Improved Classification Rates under Refined Margin Conditions
Ingrid Blaschzyk, Ingo Steinwart

TL;DR
This paper introduces a partitioning technique to improve the statistical analysis of classification algorithms by separately analyzing regions near and far from the decision boundary, leading to better error bounds under certain margin conditions.
Contribution
It proposes a simple partitioning method to refine error analysis, achieving improved rates for basic classifiers under specific margin assumptions.
Findings
Refined error bounds for histogram rule and other classifiers.
Improved rates compared to SVMs and plug-in classifiers under margin conditions.

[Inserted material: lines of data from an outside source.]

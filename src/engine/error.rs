use thiserror::Error;

use crate::domain::DomainError;
use crate::storage::StorageError;

/// Engine-level errors for account and transaction processing
#[derive(Error, Debug)]
pub enum EngineError {
    #[error("{0}")]
    Domain(#[from] DomainError),

    #[error("Storage error: {0}")]
    Storage(StorageError),
}

impl EngineError {
    /// The business-rule failure, if this is one
    pub fn domain(&self) -> Option<&DomainError> {
        match self {
            Self::Domain(e) => Some(e),
            Self::Storage(_) => None,
        }
    }
}

// Store-level misses and conflicts are business outcomes at this layer
impl From<StorageError> for EngineError {
    fn from(err: StorageError) -> Self {
        match err {
            StorageError::NotFound => Self::Domain(DomainError::AccountNotFound),
            StorageError::DuplicateKey(_) => Self::Domain(DomainError::DuplicateCard),
            StorageError::DomainError(e) => Self::Domain(e),
            other => Self::Storage(other),
        }
    }
}
use std::future::Future;

use tracing::{error, info};

use super::error::AppError;

/// Process runner that handles:
/// - Argument parsing into a typed value
/// - Tokio runtime construction
/// - Exit codes (0 = clean shutdown, 1 = error)
pub struct CliApp<A> {
    name: String,
    args: Result<A, AppError>,
}

impl CliApp<Vec<String>> {
    /// Create a runner over the process arguments
    pub fn new(name: &str) -> Self {
        Self {
            name: name.to_string(),
            args: Ok(std::env::args().collect()),
        }
    }
}

impl<A> CliApp<A> {
    /// Parse raw arguments; a parse failure exits with code 1 in `run`
    pub fn with_args<T, P>(self, parse: P) -> CliApp<T>
    where
        P: FnOnce(A) -> Result<T, AppError>,
    {
        CliApp {
            name: self.name,
            args: self.args.and_then(parse),
        }
    }

    /// Run `main_fn` on a multi-threaded runtime and exit the process
    ///
    /// This function never returns - it calls std::process::exit with the appropriate code
    pub fn run<F, Fut>(self, main_fn: F) -> !
    where
        F: FnOnce(A) -> Fut,
        Fut: Future<Output = Result<(), AppError>>,
    {
        let name = self.name.clone();
        match self.execute(main_fn) {
            Ok(()) => std::process::exit(0),
            Err(e) => {
                error!(error = %e, "{name} failed");
                eprintln!("{name}: {e}");
                std::process::exit(1);
            }
        }
    }

    fn execute<F, Fut>(self, main_fn: F) -> Result<(), AppError>
    where
        F: FnOnce(A) -> Fut,
        Fut: Future<Output = Result<(), AppError>>,
    {
        let args = self.args?;
        let runtime = tokio::runtime::Builder::new_multi_thread()
            .enable_all()
            .build()?;
        runtime.block_on(main_fn(args))
    }
}

/// Resolves on SIGINT or SIGTERM (Ctrl+C on non-Unix targets)
pub async fn shutdown_signal() {
    #[cfg(unix)]
    {
        use tokio::signal::unix::{SignalKind, signal};

        match (signal(SignalKind::terminate()), signal(SignalKind::interrupt())) {
            (Ok(mut sigterm), Ok(mut sigint)) => {
                tokio::select! {
                    _ = sigterm.recv() => info!("Received SIGTERM"),
                    _ = sigint.recv() => info!("Received SIGINT"),
                }
            }
            (Err(e), _) | (_, Err(e)) => {
                error!(error = %e, "Failed to install signal handlers");
                std::future::pending::<()>().await;
            }
        }
    }

    #[cfg(not(unix))]
    {
        match tokio::signal::ctrl_c().await {
            Ok(()) => info!("Received Ctrl+C"),
            Err(e) => {
                error!(error = %e, "Failed to install Ctrl+C handler");
                std::future::pending::<()>().await;
            }
        }
    }
}
//! HTTP JSON surface of the simulator.

pub mod error;
pub mod handlers;
pub mod response;
pub mod routes;

pub use error::ApiError;
pub use response::ApiResponse;
pub use routes::{AppState, AtmService, build_router};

Margin conditions that relate noise to the decision boundary enhance optimal rates.
Abstract
In this paper we present a simple partitioning based technique to refine the statistical analysis of classification algorithms. The core of our idea is to divide the input space into two parts such that the first part contains a suitable vicinity around the decision boundary, while the second part is sufficiently far away from the decision boundary. Using a set of margin conditions we are then able to control the classification error on both parts separately. By balancing out these two error terms we obtain a refined error analysis in a final step. We apply this general idea to the histogram rule and show that even for this simple method we obtain, under certain assumptions, better rates than the ones known for support vector machines, for certain plug-in classifiers, and for a recently analyzed tree based adaptive-partitioning ansatz. Moreover, we show that a margin condition which…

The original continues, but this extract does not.